Segment Start: Supplied information

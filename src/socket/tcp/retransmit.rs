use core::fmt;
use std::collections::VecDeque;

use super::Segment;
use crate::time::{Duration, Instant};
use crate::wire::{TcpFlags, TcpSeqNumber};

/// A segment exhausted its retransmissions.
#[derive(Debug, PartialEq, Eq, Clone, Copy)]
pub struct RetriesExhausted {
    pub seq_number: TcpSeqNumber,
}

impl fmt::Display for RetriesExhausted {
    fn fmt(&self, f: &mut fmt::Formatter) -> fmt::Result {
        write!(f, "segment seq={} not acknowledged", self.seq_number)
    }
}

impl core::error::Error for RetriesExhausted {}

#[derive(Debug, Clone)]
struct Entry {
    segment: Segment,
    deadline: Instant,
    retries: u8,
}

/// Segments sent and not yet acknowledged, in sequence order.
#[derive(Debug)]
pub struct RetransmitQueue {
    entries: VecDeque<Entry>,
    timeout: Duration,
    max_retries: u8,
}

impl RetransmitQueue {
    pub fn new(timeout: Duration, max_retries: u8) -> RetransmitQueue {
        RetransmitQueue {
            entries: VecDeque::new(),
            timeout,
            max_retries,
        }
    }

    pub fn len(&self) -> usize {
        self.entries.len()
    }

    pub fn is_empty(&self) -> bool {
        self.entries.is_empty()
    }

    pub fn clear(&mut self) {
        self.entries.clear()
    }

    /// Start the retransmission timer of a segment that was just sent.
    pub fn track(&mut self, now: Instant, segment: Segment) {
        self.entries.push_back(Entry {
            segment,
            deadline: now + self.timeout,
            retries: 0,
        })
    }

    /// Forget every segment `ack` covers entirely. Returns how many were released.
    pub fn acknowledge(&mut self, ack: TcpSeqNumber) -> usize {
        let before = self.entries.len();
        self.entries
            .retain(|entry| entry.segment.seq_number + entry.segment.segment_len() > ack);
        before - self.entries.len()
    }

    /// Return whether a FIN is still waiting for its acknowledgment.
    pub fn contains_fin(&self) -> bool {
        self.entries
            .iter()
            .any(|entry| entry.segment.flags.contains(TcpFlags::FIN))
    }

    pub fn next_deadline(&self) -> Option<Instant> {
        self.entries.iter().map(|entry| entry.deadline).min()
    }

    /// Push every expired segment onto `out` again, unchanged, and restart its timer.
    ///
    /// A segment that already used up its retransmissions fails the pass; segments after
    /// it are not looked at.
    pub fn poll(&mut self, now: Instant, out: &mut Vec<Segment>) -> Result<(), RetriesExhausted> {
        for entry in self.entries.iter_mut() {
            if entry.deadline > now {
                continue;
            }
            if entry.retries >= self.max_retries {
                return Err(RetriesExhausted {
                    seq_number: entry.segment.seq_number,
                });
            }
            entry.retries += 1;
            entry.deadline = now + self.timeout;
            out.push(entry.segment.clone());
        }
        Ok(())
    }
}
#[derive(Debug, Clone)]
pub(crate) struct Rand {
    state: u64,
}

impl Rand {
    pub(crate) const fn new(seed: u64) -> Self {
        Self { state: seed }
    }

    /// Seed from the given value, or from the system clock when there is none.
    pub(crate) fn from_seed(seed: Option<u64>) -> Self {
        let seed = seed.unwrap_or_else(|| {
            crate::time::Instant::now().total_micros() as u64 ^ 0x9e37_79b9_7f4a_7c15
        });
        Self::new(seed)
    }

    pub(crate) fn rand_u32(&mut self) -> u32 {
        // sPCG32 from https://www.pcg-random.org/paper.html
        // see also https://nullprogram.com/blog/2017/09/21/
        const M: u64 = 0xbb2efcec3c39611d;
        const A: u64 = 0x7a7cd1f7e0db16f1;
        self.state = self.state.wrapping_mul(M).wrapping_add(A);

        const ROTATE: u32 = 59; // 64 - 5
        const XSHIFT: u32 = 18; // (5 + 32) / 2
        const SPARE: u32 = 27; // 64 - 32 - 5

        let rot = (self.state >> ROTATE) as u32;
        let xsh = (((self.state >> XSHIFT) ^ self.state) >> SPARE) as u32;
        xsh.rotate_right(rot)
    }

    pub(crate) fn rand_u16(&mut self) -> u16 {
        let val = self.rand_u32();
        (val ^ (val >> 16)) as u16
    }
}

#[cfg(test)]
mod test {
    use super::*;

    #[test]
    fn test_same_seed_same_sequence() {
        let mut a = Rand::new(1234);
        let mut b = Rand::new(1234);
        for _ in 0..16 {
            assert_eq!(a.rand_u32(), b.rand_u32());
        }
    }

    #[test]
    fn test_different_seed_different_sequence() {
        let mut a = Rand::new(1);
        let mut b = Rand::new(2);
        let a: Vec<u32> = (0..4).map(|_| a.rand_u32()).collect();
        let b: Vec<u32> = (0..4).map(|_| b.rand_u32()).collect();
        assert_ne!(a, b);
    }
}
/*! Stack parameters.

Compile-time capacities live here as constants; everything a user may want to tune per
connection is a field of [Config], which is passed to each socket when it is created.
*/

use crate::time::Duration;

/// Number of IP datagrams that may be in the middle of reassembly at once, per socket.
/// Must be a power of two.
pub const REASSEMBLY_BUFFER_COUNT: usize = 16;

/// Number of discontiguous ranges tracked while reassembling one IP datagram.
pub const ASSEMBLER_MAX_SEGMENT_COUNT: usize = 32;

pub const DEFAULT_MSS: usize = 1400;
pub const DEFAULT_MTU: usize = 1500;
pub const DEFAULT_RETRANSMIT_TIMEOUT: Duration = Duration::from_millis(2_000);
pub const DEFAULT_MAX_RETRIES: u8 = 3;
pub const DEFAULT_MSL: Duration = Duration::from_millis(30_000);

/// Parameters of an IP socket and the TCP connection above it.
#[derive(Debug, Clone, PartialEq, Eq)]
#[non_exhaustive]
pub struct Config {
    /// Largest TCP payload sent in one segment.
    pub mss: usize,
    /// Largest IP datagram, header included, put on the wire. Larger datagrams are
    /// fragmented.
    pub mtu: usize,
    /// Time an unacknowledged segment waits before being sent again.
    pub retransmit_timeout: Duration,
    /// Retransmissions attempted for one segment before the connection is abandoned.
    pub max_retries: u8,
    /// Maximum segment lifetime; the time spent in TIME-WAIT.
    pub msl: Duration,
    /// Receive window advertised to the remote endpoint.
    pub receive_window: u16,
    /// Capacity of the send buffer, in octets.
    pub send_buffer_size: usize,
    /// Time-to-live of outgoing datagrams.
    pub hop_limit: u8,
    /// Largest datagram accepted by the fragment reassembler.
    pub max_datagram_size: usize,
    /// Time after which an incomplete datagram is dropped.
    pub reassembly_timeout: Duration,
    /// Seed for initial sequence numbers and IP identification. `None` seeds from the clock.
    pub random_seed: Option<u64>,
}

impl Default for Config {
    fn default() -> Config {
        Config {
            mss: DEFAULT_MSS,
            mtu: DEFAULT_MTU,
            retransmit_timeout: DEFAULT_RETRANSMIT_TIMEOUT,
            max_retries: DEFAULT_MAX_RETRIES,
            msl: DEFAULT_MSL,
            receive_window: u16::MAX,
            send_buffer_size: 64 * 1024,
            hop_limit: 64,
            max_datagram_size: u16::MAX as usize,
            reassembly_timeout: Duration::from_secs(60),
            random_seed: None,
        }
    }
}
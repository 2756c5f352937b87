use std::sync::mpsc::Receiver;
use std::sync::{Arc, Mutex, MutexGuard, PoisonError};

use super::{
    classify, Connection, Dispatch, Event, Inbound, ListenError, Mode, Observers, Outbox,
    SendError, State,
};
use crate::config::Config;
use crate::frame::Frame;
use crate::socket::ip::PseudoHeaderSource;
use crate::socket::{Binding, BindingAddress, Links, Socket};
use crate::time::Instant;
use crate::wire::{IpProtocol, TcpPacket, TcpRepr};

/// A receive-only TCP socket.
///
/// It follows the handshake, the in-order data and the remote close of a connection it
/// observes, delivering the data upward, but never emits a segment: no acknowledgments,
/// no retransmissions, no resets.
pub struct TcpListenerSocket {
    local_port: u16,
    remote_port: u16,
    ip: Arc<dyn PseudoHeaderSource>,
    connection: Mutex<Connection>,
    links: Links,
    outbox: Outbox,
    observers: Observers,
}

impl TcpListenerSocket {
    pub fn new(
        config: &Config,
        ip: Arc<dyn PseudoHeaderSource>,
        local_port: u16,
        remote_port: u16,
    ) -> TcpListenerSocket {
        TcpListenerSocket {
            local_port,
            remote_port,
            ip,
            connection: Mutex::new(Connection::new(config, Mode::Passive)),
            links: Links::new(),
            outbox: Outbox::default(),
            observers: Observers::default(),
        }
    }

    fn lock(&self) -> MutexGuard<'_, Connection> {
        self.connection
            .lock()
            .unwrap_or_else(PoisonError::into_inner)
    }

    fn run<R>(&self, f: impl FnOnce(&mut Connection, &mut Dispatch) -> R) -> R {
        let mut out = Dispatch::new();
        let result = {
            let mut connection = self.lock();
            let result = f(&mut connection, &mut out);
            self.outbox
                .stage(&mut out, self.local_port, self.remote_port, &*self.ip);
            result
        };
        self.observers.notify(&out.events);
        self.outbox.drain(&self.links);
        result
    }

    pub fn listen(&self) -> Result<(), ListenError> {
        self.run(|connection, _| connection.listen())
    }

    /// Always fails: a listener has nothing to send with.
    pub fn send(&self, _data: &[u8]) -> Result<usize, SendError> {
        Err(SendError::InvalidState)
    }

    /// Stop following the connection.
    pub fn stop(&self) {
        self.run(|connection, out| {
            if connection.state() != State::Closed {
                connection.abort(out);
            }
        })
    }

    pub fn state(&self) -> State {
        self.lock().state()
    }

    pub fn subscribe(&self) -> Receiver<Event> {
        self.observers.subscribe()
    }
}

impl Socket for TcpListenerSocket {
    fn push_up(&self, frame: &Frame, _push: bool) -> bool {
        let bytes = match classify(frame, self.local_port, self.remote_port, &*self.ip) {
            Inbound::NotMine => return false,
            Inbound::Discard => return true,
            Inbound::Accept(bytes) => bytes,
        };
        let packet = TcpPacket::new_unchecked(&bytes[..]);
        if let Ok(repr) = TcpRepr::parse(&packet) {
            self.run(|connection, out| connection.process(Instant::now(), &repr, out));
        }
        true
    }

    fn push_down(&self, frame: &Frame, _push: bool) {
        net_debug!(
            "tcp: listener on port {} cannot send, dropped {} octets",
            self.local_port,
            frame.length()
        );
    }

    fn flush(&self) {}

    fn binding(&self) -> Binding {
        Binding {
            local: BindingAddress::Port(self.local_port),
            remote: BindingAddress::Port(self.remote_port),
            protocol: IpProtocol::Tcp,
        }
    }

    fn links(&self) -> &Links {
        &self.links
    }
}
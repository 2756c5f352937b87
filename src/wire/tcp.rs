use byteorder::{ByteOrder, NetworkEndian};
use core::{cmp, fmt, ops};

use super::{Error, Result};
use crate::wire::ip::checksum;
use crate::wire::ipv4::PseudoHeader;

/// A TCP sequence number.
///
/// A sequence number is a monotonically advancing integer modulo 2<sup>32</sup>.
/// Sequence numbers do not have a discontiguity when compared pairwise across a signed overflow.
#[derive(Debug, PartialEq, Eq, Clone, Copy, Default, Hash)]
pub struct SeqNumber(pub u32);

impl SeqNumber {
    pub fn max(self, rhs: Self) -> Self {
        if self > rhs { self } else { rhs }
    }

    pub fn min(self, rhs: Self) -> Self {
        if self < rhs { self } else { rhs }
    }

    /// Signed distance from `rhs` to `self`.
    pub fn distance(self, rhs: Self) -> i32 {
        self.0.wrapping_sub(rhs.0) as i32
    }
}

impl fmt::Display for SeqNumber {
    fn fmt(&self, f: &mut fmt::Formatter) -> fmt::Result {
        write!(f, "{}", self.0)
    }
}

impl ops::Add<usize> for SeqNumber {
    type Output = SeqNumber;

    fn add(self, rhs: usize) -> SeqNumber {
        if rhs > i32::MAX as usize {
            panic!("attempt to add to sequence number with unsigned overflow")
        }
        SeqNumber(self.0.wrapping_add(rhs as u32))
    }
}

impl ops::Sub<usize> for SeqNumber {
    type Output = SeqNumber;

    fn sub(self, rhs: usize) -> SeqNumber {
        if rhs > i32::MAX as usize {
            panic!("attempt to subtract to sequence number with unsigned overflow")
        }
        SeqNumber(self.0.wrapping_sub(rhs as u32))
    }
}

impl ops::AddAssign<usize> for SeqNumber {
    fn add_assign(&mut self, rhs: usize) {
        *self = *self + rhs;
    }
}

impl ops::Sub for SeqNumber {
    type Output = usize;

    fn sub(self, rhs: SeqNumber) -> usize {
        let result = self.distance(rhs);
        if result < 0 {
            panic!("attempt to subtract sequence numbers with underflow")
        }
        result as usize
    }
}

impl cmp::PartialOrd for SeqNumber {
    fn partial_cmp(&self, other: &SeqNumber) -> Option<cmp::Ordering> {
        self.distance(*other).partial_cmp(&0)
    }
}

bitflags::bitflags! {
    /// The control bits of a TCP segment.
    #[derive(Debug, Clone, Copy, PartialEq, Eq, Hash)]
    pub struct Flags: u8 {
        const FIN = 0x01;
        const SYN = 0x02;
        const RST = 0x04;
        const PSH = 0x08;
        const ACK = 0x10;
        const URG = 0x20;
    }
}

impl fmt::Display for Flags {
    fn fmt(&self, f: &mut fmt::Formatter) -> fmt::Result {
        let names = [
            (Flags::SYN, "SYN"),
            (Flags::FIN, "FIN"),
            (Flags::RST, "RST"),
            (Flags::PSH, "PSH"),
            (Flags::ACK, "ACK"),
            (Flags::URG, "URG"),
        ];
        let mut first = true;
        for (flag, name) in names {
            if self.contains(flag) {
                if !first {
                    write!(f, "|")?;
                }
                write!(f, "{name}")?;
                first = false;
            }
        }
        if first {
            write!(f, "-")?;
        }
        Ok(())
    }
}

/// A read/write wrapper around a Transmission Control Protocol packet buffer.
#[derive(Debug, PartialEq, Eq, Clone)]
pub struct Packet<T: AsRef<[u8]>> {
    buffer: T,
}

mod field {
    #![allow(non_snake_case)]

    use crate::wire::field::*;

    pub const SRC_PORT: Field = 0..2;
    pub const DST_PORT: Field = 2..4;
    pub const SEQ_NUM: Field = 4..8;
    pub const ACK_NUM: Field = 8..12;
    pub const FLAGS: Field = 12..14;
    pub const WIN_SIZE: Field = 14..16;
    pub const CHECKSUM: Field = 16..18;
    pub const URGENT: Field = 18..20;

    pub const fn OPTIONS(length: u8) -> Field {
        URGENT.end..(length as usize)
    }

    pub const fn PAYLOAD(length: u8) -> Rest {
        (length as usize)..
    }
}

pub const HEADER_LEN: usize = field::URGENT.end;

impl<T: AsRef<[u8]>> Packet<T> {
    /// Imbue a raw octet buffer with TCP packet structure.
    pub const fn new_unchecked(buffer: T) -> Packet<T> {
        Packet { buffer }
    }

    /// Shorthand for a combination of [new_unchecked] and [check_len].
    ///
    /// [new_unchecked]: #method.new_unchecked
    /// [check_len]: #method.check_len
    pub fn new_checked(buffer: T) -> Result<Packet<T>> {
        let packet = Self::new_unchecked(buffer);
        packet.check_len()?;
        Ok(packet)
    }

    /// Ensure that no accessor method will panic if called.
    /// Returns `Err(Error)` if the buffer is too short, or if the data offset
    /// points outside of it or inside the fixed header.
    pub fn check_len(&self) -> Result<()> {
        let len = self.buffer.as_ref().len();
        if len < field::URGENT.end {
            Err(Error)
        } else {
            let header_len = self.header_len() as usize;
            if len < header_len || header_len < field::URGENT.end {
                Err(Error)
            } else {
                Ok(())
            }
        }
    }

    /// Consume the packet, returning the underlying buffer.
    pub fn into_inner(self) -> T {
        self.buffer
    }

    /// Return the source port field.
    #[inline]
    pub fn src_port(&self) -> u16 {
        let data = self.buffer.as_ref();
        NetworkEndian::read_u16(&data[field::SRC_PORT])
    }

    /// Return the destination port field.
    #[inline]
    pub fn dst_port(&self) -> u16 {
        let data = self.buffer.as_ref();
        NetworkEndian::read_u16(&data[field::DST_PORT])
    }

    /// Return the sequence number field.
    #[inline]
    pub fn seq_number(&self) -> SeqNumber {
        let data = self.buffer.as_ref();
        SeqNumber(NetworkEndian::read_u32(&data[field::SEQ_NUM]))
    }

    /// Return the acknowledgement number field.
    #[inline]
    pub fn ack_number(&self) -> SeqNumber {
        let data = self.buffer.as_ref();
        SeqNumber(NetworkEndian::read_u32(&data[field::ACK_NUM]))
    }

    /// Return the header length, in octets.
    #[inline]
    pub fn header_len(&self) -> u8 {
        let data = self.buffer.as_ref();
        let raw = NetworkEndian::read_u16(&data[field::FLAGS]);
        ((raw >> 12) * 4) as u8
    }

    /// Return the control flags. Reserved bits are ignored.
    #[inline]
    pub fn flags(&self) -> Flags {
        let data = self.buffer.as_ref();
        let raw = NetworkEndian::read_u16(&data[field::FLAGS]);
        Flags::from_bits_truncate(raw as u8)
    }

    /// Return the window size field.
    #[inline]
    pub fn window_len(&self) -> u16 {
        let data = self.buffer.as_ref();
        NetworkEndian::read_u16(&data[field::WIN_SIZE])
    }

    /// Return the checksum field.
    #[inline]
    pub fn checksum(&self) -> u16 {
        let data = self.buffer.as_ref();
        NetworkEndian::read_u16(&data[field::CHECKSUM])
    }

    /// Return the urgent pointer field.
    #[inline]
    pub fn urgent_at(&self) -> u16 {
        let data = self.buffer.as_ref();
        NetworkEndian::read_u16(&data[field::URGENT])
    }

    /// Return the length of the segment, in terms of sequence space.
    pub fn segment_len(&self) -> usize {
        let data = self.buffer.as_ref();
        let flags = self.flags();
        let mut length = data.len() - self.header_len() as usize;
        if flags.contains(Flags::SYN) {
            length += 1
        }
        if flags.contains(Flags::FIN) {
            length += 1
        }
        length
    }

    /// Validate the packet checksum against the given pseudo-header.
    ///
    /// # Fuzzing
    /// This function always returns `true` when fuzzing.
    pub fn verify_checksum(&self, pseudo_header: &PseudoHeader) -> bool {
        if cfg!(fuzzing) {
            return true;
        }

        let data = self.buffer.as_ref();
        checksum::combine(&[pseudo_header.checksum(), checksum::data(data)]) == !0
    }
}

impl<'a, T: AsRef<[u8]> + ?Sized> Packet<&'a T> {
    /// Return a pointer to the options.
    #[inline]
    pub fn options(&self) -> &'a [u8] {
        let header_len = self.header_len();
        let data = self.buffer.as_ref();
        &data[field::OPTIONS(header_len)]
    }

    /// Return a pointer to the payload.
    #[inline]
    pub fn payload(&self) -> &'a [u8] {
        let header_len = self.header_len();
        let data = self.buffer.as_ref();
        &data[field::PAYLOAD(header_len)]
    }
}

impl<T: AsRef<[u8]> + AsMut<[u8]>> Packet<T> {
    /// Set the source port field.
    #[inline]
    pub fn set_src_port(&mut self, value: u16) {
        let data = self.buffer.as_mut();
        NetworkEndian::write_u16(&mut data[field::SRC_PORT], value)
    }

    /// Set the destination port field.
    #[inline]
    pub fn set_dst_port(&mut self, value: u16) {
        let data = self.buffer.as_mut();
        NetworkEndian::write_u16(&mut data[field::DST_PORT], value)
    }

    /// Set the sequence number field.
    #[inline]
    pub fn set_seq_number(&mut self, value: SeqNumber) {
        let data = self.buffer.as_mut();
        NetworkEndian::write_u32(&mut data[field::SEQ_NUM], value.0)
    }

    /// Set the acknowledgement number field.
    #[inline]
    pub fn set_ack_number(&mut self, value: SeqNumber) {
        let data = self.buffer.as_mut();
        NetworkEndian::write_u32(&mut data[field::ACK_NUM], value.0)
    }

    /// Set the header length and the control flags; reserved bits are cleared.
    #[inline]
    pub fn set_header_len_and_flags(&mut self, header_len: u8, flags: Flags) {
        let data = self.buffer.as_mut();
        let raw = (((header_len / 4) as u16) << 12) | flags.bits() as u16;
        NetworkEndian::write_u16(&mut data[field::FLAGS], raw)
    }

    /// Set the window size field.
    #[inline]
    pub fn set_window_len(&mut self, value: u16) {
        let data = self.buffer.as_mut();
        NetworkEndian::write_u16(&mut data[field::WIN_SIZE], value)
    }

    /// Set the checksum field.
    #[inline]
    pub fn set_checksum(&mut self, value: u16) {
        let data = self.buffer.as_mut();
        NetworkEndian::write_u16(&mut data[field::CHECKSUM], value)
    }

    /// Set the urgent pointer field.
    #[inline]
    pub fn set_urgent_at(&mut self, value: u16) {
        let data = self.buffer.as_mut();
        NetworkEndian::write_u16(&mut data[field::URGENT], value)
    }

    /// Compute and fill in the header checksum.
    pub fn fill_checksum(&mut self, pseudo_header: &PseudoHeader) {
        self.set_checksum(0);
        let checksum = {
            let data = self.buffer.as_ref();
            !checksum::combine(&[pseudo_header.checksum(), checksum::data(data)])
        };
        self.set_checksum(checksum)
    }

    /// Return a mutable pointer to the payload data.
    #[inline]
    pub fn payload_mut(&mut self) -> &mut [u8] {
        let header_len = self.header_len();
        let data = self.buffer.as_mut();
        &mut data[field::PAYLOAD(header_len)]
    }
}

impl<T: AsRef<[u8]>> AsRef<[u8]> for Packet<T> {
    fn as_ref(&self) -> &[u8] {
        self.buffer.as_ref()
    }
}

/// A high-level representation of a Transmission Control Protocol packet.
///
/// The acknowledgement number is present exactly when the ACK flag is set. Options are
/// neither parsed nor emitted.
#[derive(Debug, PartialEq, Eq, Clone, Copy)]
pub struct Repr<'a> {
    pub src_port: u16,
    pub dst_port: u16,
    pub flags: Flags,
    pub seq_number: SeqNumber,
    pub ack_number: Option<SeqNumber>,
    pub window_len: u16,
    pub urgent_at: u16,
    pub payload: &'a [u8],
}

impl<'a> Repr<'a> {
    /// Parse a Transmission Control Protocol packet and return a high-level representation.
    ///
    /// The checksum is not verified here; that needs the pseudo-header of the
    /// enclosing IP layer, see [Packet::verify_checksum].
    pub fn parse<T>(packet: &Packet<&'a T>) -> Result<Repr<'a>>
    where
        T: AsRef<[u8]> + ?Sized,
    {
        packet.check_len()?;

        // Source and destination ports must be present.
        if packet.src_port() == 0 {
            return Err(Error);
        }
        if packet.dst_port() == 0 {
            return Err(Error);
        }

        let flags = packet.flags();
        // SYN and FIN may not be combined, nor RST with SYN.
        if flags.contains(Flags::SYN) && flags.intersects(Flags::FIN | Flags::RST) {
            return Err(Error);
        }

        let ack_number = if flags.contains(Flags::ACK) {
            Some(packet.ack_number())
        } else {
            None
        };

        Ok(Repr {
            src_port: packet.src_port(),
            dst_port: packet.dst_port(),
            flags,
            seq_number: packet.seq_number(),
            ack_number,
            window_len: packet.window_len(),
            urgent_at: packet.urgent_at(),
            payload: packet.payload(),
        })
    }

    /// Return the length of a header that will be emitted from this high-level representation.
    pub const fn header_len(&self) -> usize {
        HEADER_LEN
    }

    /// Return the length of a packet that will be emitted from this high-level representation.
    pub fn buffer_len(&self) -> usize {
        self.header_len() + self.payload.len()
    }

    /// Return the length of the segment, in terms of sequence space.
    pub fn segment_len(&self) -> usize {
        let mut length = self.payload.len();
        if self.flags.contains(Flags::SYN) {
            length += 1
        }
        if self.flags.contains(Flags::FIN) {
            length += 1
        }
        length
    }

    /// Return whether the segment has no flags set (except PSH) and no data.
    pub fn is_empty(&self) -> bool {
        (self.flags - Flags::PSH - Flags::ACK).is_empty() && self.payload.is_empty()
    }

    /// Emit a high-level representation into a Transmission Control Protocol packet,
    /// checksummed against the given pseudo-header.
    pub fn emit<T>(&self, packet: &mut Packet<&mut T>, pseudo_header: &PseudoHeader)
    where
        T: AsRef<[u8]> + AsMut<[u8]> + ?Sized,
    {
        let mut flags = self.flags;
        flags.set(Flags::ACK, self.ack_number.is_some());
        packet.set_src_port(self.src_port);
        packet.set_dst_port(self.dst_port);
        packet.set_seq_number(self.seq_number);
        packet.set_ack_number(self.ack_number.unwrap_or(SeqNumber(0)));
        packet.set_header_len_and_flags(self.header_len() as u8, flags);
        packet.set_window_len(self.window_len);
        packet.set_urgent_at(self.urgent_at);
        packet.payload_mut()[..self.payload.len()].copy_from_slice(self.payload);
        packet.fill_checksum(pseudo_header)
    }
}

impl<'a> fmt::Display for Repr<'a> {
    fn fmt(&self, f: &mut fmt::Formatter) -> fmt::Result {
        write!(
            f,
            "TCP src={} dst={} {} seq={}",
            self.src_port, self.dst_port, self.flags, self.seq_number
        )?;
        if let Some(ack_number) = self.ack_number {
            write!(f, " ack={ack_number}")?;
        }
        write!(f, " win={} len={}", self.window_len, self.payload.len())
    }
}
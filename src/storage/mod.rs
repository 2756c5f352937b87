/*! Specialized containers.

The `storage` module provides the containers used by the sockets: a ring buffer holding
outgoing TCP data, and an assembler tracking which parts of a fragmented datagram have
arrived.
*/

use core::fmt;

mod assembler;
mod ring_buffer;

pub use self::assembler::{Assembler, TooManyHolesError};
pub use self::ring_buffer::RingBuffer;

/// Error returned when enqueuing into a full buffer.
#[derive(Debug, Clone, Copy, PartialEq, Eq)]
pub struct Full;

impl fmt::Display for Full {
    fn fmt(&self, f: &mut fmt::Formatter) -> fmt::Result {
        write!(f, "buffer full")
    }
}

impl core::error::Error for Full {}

Segment End: Supplied information

Problem details
Give back, word for word, only the lines above from the line holding "const M: u64 = 0xbb2efcec3c39611d;" to the line holding "pub(crate) fn rand_u16(&mut", both included.

Task result
        const M: u64 = 0xbb2efcec3c39611d;
        const A: u64 = 0x7a7cd1f7e0db16f1;
        self.state = self.state.wrapping_mul(M).wrapping_add(A);

        const ROTATE: u32 = 59; // 64 - 5
        const XSHIFT: u32 = 18; // (5 + 32) / 2
        const SPARE: u32 = 27; // 64 - 32 - 5

        let rot = (self.state >> ROTATE) as u32;
        let xsh = (((self.state >> XSHIFT) ^ self.state) >> SPARE) as u32;
        xsh.rotate_right(rot)
    }

    pub(crate) fn rand_u16(&mut self) -> u16 {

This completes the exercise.